### Extracted records

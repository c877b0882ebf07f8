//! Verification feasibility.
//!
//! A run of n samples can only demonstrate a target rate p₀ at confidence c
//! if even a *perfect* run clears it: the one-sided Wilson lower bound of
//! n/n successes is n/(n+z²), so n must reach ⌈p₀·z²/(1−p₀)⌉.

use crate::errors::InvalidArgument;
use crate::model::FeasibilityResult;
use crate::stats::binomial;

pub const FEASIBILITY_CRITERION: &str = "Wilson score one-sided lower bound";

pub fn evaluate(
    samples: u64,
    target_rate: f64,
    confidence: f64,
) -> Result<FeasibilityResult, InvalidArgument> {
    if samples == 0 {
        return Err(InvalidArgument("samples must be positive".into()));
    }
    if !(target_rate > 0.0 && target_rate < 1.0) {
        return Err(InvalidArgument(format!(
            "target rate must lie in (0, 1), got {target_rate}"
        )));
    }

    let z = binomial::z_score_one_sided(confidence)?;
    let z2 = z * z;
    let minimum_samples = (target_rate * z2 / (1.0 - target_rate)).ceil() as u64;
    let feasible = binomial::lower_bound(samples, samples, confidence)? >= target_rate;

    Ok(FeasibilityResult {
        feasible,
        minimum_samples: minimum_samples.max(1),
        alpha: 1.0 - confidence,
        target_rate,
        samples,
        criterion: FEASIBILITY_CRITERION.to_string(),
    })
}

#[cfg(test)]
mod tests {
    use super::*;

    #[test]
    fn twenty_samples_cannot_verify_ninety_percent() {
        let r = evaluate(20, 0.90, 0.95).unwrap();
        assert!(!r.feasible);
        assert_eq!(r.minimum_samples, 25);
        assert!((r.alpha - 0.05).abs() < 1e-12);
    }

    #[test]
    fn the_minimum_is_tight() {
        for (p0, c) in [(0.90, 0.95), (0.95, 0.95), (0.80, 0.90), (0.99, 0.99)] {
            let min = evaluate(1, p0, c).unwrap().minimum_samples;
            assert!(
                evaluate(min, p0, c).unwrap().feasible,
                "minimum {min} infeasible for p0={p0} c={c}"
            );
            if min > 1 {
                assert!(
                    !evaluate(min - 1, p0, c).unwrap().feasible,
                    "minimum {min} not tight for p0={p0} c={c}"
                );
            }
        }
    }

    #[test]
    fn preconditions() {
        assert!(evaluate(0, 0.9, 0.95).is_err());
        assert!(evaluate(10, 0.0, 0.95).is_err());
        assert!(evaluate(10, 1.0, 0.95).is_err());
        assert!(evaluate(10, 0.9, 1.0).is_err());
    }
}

######
### Extracted records

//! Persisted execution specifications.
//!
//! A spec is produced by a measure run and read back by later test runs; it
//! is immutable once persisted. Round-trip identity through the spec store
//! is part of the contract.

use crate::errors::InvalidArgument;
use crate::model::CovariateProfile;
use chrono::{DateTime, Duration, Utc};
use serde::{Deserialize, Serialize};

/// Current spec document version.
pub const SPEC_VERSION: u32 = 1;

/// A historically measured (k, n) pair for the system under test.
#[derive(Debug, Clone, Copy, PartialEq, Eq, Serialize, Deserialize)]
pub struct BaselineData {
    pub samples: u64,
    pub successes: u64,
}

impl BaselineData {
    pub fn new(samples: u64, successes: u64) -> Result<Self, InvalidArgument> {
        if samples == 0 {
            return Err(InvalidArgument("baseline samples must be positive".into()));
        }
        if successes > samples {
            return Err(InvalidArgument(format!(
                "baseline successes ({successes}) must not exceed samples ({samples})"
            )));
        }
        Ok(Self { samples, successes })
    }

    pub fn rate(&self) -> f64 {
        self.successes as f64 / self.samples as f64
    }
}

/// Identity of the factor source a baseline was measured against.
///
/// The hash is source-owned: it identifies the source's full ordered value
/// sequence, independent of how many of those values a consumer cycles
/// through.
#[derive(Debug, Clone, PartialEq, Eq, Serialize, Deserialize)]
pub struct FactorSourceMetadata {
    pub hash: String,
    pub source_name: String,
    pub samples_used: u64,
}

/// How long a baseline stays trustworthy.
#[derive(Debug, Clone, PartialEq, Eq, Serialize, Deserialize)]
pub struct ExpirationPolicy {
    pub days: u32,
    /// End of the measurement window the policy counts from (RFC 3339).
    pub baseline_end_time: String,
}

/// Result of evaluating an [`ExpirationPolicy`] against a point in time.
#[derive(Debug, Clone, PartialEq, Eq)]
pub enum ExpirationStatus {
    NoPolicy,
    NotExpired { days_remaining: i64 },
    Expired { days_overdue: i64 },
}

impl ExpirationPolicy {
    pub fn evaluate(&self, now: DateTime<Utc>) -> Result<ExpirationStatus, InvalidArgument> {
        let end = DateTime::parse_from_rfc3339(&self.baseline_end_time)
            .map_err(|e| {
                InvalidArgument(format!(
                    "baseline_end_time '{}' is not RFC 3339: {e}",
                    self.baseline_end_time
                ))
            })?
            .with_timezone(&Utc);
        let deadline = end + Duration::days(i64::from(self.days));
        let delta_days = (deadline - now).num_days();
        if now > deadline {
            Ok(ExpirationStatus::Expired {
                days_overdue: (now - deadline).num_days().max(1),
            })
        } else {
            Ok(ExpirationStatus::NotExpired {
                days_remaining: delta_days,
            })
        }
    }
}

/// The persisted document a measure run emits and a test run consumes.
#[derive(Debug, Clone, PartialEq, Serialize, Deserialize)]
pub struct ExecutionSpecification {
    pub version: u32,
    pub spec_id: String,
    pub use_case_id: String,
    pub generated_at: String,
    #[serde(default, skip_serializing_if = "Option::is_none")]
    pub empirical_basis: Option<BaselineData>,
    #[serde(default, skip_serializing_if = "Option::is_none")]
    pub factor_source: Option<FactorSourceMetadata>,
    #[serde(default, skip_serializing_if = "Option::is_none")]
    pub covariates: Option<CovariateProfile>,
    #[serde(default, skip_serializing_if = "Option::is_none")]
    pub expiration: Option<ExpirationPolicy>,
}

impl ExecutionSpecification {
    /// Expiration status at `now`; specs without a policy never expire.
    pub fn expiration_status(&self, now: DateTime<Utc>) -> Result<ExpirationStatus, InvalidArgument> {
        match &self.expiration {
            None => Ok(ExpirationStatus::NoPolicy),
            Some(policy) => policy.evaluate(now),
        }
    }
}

######
### Extracted records

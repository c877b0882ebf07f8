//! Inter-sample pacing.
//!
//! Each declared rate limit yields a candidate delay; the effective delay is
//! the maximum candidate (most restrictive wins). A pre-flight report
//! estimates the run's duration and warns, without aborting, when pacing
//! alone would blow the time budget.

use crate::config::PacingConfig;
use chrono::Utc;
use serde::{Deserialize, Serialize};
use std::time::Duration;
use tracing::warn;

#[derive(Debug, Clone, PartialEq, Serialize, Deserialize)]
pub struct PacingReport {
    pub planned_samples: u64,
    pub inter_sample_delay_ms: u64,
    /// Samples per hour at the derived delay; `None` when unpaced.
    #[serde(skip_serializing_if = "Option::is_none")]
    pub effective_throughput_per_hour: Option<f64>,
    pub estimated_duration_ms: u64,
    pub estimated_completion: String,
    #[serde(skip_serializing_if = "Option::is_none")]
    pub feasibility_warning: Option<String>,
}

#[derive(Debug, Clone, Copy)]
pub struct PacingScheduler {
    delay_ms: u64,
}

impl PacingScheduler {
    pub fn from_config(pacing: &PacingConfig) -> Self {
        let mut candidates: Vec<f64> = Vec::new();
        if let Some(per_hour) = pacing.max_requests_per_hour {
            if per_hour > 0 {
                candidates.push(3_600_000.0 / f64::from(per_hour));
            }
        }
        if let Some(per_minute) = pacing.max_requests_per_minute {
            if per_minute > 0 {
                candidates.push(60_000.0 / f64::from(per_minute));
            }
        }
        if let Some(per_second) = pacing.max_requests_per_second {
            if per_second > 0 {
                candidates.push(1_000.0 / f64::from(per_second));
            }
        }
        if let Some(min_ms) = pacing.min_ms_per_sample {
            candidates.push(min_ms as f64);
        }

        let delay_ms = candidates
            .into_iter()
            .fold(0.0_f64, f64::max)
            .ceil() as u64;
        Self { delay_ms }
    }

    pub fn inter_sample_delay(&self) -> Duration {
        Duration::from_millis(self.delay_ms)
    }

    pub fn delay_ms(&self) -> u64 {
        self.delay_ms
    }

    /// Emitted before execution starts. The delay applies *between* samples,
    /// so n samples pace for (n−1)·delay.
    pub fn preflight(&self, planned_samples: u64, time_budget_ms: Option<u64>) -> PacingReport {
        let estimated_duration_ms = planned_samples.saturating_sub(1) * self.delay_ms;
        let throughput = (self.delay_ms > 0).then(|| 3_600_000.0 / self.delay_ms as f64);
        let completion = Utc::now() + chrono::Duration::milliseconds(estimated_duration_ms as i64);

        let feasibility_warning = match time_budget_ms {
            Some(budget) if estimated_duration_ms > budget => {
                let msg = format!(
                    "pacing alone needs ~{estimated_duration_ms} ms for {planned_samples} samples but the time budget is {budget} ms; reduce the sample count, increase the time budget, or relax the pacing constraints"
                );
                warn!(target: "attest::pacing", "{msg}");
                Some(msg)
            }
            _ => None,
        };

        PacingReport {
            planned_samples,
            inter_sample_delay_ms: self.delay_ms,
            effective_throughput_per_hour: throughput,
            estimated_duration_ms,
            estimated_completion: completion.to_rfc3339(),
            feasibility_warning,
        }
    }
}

######

§ **Exercise details**
Review the entries above and return every line where "hash" appears.

§ **Answer space**
/// The hash is source-owned: it identifies the source's full ordered value
    pub hash: String,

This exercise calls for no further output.